A invasão da Ucrânia pela própria Rússia em fevereiro de 2022 significou o rompimento unilateral deste tratado por parte dos russos. E também um rompimento por parte dos Estados Unidos, uma vez que a invasão teve o endosso e a aprovação de Joe Biden, desde que fosse um fast track ou blitzkrieg.
Esse endosso inicial não tão secreto do governo democrata norte-americano à invasão russa explica a “carona” oferecida por Joe Biden ao presidente Ucraniano, Volodymyr Zelensky, como forma de remediar a inação americana junto à opinião pública interna.
A concordância inicial de Joe Biden com a invasão russa foi revelada em detalhes por Andrei Illarionov, ex-conselheiro econômico especial de Vladimir Putin, em entrevista dada à Rede NTD pouco após o início da Guerra da Ucrânia. A entrevista foi reproduzida em grande parte com tradução para o português no Canal PH Vox.
O único país que cumpriu os termos previstos no Memorando de Budapeste quando da invasão da Ucrânia foi o Reino Unido que, tão logo a guerra teve início, providenciou o envio de armas e treinamento aos soldados ucranianos sob os auspícios do Memorando de Budapeste.
Os Tratados Internacionais Sobre Laboratórios de Armas Biológicas Soviéticos
O Memorando de Budapeste deu uma solução principalmente ao problema do arsenal atômico herdado dos soviéticos que estava em solo ucraniano, ainda que o objetivo tenha sido na prática do de desarmar a Ucrânia, colocando em risco estratégico a integridade territorial e a soberania daquele país.
Mas estava ainda em aberto o problema dos inúmeros laboratórios de armas biológicas espalhados por toda a antiga União Soviética e suas ex-repúblicas satélites da cortina de ferro.
A partir de meados da década de noventa uma série de tratados internacionais foram firmados entre Estados Unidos, países europeus e a própria Rússia e as antigas repúblicas para fazer o manejo daquelas instalações de armas biológicas herdadas do regime soviético.
O principal problema envolvido com esses tratados era também o dinheiro: o custo gigantesco para isolar vírus e outros patógenos e para fechar ou converter estes laboratórios em instalações para fins não bélicos. A quase totalidade desses custos foram arcados pelos Estados Unidos.
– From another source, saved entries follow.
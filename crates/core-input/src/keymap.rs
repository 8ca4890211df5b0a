//! Escape-sequence key tables derived from a capability record.
//!
//! Each terminfo key sequence is expanded with the xterm modifier
//! suffixes `;2`..`;16`, so `ESC [ 1 ; 5 A` decodes as Ctrl+Up without
//! a dedicated capability. Patterns are kept longest-first so a
//! complete match is always the longest one the buffer supports.

use core_events::{Key, ModMask};
use core_terminfo::Terminfo;

#[derive(Debug, Clone)]
pub(crate) struct KeyPattern {
    pub bytes: Vec<u8>,
    pub key: Key,
    pub mods: ModMask,
}

/// Modifier set encoded by an xterm `;N` suffix.
pub(crate) fn xterm_mods(code: u8) -> ModMask {
    let bits = code.saturating_sub(1);
    let mut mods = ModMask::empty();
    if bits & 1 != 0 {
        mods |= ModMask::SHIFT;
    }
    if bits & 2 != 0 {
        mods |= ModMask::ALT;
    }
    if bits & 4 != 0 {
        mods |= ModMask::CTRL;
    }
    if bits & 8 != 0 {
        mods |= ModMask::META;
    }
    mods
}

pub(crate) fn build(ti: &Terminfo) -> Vec<KeyPattern> {
    let mut map = Vec::new();
    for &(key, seq) in ti.keys {
        let bytes = seq.as_bytes();
        map.push(KeyPattern {
            bytes: bytes.to_vec(),
            key,
            mods: ModMask::empty(),
        });
        for code in 2..=16u8 {
            if let Some(variant) = modifier_variant(bytes, code) {
                map.push(KeyPattern {
                    bytes: variant,
                    key,
                    mods: xterm_mods(code),
                });
            }
        }
    }
    map.sort_by(|a, b| b.bytes.len().cmp(&a.bytes.len()));
    map
}

/// Build the `;N`-modified form of an xterm-style sequence, or `None`
/// for sequences xterm never modifies (e.g. the linux console's
/// `ESC [ [ A` function keys).
fn modifier_variant(seq: &[u8], code: u8) -> Option<Vec<u8>> {
    if seq.len() < 3 || seq[0] != 0x1b {
        return None;
    }
    match (seq[1], seq[2]) {
        (b'[', b'[') => None,
        // SS3 forms and bare CSI finals both modify as CSI 1;N final.
        (b'O', _) | (b'[', _) if seq.len() == 3 => {
            let mut v = format!("\x1b[1;{code}").into_bytes();
            v.push(seq[2]);
            Some(v)
        }
        (b'[', _) if *seq.last().unwrap() == b'~' => {
            let mut v = seq[..seq.len() - 1].to_vec();
            v.extend_from_slice(format!(";{code}~").as_bytes());
            Some(v)
        }
        _ => None,
    }
}

#[cfg(test)]
mod tests {
    use super::*;
    use core_terminfo::lookup;

    fn find<'a>(map: &'a [KeyPattern], bytes: &[u8]) -> Option<&'a KeyPattern> {
        map.iter().find(|p| p.bytes == bytes)
    }

    #[test]
    fn modifier_codes_decode() {
        assert_eq!(xterm_mods(2), ModMask::SHIFT);
        assert_eq!(xterm_mods(5), ModMask::CTRL);
        assert_eq!(xterm_mods(8), ModMask::SHIFT | ModMask::ALT | ModMask::CTRL);
        assert_eq!(
            xterm_mods(16),
            ModMask::SHIFT | ModMask::ALT | ModMask::CTRL | ModMask::META
        );
    }

    #[test]
    fn ss3_and_csi_arrows_gain_variants() {
        let map = build(lookup("xterm").unwrap());
        let up = find(&map, b"\x1b[1;5A").expect("ctrl-up variant");
        assert_eq!(up.key, Key::Up);
        assert_eq!(up.mods, ModMask::CTRL);
    }

    #[test]
    fn tilde_sequences_insert_before_terminator() {
        let map = build(lookup("xterm").unwrap());
        let del = find(&map, b"\x1b[3;2~").expect("shift-delete variant");
        assert_eq!(del.key, Key::Delete);
        assert_eq!(del.mods, ModMask::SHIFT);
    }

    #[test]
    fn patterns_sorted_longest_first() {
        let map = build(lookup("xterm").unwrap());
        for pair in map.windows(2) {
            assert!(pair[0].bytes.len() >= pair[1].bytes.len());
        }
    }

    #[test]
    fn linux_bracket_keys_are_not_modified() {
        let map = build(lookup("linux").unwrap());
        assert!(find(&map, b"\x1b[[A").is_some());
        assert!(map
            .iter()
            .all(|p| !(p.bytes.starts_with(b"\x1b[[") && !p.mods.is_empty())));
    }
}
//! Mouse events: button masks and the synthesized motion state.

use crate::ModMask;
use std::time::Instant;

bitflags::bitflags! {
    /// Mouse buttons and wheel impulses reported by the terminal.
    ///
    /// Buttons follow the X11 numbering: 1 is the primary button,
    /// 2 the middle, 3 the secondary.
    #[derive(Clone, Copy, Debug, Default, PartialEq, Eq, Hash)]
    pub struct ButtonMask: u16 {
        const BUTTON1 = 1 << 0;
        const BUTTON2 = 1 << 1;
        const BUTTON3 = 1 << 2;
        const BUTTON4 = 1 << 3;
        const BUTTON5 = 1 << 4;
        const BUTTON6 = 1 << 5;
        const BUTTON7 = 1 << 6;
        const BUTTON8 = 1 << 7;
        const WHEEL_UP    = 1 << 8;
        const WHEEL_DOWN  = 1 << 9;
        const WHEEL_LEFT  = 1 << 10;
        const WHEEL_RIGHT = 1 << 11;
    }
}

impl ButtonMask {
    /// The pressed-button bits, with wheel impulses masked out.
    pub fn buttons(self) -> ButtonMask {
        self & !(ButtonMask::WHEEL_UP
            | ButtonMask::WHEEL_DOWN
            | ButtonMask::WHEEL_LEFT
            | ButtonMask::WHEEL_RIGHT)
    }

    /// The wheel bits alone.
    pub fn wheel(self) -> ButtonMask {
        self & (ButtonMask::WHEEL_UP
            | ButtonMask::WHEEL_DOWN
            | ButtonMask::WHEEL_LEFT
            | ButtonMask::WHEEL_RIGHT)
    }
}

/// State tag synthesized from the raw button/position stream.
///
/// `DragStart` is emitted on the first motion with a button held,
/// `DragMove` on subsequent motion, and `DragStop` when the drag ends,
/// whether by release or by a different button arriving mid-drag.
#[derive(Debug, Clone, Copy, PartialEq, Eq)]
pub enum MouseState {
    None,
    Move,
    ButtonPress,
    ButtonRelease,
    WheelImpulse,
    DragStart,
    DragMove,
    DragStop,
}

/// A decoded mouse record with its synthesized state.
#[derive(Debug, Clone, Copy, PartialEq, Eq)]
pub struct MouseEvent {
    pub when: Instant,
    pub x: i32,
    pub y: i32,
    pub buttons: ButtonMask,
    pub mods: ModMask,
    pub state: MouseState,
}

impl MouseEvent {
    pub fn new(x: i32, y: i32, buttons: ButtonMask, mods: ModMask, state: MouseState) -> Self {
        Self {
            when: Instant::now(),
            x,
            y,
            buttons,
            mods,
            state,
        }
    }
}

#[cfg(test)]
mod tests {
    use super::*;

    #[test]
    fn wheel_and_buttons_split() {
        let m = ButtonMask::BUTTON1 | ButtonMask::WHEEL_DOWN;
        assert_eq!(m.buttons(), ButtonMask::BUTTON1);
        assert_eq!(m.wheel(), ButtonMask::WHEEL_DOWN);
    }
}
Esses tratados ganharam momentum quando o então presidente da Federação Russa, Boris Yeltsin, anunciou em abril de 1992 a decisão formal da Rússia de aderir à Biological Weapons Convention (BWC), convenção internacional de banimento de armas biológicas. Junto com a adesão, veio a decisão russa de encerrar imediatamente todo o esforço empreendido desde a era soviética na pesquisa e desenvolvimento de armas biológicas.
Quando do fim da União Soviética, cerca de 1.7 milhão russos trabalhavam em laboratórios de pesquisa e desenvolvimento de armas biológicas, sendo que 97% desta atividade era custeada pelo governo soviético, ques estava em ruina econômica.
Aproximadamente 60 mil cientistas russos estavam envolvidos nessas atividades, que eram em grande parte secretas, especialmente durante o período da Guerra Fria, ainda que houvesse algumas informações obtidas pelo serviços de inteligência ocidentais.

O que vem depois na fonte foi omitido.